● **TASK DIRECTIONS**
Give every line from the entries that contains "helps".

● **DATA FOR THIS TASK**
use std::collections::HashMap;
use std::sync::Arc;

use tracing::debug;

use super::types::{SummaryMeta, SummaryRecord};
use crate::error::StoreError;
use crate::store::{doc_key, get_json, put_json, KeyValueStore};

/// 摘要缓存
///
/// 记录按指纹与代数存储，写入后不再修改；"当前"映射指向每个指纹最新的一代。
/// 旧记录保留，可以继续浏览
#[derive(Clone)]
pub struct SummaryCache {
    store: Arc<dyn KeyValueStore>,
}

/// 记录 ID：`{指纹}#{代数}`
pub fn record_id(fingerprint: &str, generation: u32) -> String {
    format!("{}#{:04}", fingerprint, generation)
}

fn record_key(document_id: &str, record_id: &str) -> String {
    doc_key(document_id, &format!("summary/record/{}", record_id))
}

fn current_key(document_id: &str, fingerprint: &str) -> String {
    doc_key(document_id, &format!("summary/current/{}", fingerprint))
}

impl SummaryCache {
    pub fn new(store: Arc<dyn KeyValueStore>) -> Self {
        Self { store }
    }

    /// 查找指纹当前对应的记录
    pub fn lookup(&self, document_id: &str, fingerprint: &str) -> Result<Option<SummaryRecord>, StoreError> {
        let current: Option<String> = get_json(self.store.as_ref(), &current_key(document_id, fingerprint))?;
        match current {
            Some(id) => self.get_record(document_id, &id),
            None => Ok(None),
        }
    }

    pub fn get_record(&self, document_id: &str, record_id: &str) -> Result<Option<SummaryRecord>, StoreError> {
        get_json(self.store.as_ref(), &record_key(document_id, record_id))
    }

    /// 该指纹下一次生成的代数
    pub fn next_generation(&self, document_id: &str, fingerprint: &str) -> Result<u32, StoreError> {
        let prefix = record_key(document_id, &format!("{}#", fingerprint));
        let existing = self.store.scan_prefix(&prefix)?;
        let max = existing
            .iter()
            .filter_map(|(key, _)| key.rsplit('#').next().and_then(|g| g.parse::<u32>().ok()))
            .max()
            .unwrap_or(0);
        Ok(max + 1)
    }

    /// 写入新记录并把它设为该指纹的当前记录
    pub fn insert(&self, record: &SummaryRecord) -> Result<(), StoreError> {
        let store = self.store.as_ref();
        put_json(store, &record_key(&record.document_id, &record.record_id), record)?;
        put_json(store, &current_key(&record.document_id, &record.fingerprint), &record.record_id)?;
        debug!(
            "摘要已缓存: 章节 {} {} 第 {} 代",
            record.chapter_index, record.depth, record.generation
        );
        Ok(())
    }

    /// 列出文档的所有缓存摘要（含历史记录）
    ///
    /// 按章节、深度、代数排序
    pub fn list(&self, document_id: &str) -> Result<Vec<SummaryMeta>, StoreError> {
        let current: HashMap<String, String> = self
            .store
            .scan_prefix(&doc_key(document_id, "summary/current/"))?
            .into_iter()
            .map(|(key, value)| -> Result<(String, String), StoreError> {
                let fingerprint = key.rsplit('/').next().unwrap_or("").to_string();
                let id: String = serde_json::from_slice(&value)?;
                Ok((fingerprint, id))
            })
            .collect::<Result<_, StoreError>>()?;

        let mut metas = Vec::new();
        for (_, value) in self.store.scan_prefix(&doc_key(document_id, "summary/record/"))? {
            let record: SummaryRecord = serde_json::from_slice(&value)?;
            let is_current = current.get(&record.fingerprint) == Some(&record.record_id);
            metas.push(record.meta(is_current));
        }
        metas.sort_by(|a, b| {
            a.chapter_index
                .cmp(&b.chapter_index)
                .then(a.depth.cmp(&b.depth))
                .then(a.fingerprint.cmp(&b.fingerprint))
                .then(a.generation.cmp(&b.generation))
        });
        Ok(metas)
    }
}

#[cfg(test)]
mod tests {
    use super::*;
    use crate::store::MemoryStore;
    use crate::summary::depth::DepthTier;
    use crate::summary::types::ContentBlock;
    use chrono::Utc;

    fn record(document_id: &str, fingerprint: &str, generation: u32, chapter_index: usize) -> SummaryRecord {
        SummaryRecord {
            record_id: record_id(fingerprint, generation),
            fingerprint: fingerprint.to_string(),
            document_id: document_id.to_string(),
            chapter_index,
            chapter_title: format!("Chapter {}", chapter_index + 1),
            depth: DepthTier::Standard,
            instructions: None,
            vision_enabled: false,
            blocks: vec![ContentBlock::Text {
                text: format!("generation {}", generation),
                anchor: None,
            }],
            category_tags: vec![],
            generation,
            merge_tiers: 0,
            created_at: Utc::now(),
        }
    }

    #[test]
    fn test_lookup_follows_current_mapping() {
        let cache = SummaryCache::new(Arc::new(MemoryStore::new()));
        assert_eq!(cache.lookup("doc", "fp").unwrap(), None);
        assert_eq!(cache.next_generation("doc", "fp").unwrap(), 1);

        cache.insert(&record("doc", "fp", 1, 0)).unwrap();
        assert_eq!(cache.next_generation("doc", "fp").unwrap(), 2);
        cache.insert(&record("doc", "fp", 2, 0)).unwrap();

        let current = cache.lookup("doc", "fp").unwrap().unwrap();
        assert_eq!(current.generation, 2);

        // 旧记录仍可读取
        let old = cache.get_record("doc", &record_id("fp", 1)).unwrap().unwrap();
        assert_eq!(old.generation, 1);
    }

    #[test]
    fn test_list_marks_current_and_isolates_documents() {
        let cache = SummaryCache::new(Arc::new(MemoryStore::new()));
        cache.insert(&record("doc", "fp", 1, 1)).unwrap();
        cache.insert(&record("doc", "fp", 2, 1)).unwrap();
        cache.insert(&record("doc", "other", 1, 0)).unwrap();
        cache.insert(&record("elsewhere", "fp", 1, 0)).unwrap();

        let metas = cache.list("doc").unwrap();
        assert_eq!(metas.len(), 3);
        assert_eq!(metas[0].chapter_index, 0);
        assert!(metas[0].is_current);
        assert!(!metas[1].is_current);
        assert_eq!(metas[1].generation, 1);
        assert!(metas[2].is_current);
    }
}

...

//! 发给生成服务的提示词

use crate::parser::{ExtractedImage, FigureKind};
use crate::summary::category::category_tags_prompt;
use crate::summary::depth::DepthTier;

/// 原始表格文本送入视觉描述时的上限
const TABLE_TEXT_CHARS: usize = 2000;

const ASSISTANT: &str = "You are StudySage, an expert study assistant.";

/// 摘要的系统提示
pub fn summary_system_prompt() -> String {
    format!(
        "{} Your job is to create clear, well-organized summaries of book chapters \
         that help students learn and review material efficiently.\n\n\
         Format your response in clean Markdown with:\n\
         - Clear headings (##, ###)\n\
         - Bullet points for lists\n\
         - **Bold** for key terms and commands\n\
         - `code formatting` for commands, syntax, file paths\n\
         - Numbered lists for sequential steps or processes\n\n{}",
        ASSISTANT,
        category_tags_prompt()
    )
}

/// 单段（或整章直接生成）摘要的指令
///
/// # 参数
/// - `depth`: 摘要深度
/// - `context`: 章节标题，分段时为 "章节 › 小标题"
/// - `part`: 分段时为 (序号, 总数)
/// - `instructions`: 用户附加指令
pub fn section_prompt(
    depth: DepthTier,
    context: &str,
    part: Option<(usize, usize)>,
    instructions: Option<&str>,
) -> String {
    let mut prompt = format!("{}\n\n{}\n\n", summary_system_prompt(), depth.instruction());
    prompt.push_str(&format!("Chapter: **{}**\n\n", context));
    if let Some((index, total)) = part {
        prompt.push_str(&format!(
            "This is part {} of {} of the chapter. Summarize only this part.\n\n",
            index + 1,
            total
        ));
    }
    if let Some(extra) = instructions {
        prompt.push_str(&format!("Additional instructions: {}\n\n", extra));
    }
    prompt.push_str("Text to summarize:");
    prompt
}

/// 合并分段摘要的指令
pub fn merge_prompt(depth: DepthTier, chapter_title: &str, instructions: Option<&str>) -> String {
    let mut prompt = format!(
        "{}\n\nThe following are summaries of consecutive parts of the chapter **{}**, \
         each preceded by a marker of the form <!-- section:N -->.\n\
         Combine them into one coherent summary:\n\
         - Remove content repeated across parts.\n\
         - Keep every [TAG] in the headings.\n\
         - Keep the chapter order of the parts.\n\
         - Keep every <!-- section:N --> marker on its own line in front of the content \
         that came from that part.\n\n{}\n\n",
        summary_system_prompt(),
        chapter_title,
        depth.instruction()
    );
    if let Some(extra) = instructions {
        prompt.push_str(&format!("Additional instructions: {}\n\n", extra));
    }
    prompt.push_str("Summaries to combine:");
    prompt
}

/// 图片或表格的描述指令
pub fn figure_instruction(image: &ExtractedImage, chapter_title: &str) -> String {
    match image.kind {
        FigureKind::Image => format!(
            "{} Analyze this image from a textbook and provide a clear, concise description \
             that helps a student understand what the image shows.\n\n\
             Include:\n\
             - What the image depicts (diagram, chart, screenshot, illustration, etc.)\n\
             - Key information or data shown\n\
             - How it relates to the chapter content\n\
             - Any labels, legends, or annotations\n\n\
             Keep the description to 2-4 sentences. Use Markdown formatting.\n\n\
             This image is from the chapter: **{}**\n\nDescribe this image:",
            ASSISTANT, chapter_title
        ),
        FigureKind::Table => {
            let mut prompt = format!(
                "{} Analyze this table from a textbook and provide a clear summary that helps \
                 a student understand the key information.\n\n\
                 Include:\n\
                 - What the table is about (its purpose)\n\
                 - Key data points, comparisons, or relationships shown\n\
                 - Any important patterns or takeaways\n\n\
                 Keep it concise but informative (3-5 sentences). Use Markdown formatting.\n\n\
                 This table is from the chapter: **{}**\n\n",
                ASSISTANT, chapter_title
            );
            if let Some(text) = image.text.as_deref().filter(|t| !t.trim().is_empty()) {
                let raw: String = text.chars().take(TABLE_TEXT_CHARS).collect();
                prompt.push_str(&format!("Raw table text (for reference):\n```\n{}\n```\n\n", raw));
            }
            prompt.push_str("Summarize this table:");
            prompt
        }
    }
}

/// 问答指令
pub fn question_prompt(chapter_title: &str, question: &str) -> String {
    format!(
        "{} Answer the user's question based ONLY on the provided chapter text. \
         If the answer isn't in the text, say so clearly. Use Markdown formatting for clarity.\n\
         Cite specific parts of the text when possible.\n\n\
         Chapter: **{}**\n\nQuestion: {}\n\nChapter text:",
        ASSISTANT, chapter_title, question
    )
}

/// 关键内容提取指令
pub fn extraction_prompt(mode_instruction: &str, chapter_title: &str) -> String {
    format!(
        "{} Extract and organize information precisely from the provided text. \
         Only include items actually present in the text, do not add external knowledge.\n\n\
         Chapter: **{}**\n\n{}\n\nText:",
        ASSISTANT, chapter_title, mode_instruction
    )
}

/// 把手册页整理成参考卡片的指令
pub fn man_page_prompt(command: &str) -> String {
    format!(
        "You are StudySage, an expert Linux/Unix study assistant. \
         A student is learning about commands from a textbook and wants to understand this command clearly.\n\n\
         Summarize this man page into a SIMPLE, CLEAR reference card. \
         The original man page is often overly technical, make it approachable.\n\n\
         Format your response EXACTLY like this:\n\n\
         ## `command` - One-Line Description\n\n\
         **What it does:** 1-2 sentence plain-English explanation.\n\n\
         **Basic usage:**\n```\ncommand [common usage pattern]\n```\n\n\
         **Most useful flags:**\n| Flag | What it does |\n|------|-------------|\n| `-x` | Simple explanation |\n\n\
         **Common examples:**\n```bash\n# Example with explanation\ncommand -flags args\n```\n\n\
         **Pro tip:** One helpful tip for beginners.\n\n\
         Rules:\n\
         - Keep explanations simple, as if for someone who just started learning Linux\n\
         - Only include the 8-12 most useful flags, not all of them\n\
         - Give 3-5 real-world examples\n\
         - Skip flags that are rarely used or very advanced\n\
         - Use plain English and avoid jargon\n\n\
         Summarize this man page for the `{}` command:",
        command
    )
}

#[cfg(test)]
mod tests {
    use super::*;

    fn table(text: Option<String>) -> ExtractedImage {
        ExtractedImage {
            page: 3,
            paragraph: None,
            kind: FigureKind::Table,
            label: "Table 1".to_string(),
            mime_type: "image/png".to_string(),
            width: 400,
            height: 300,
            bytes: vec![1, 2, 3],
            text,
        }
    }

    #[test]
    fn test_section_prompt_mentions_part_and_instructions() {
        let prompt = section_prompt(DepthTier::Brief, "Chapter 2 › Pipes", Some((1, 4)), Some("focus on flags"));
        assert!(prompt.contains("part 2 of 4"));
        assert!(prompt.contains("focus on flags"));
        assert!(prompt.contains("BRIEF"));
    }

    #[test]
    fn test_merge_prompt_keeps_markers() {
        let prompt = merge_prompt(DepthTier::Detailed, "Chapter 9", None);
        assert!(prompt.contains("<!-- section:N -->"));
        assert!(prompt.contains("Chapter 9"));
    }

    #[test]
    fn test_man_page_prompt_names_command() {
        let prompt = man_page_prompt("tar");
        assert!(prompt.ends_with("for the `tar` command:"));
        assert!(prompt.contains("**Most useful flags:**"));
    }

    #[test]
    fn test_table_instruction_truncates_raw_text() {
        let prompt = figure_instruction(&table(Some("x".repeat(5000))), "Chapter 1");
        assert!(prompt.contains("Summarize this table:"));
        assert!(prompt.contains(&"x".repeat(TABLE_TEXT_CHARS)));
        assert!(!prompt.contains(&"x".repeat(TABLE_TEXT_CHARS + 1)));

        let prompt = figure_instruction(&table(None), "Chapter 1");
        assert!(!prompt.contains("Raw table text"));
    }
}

● **SOLUTION TO THIS PROBLEM**
             that helps a student understand what the image shows.\n\n\
                "{} Analyze this table from a textbook and provide a clear summary that helps \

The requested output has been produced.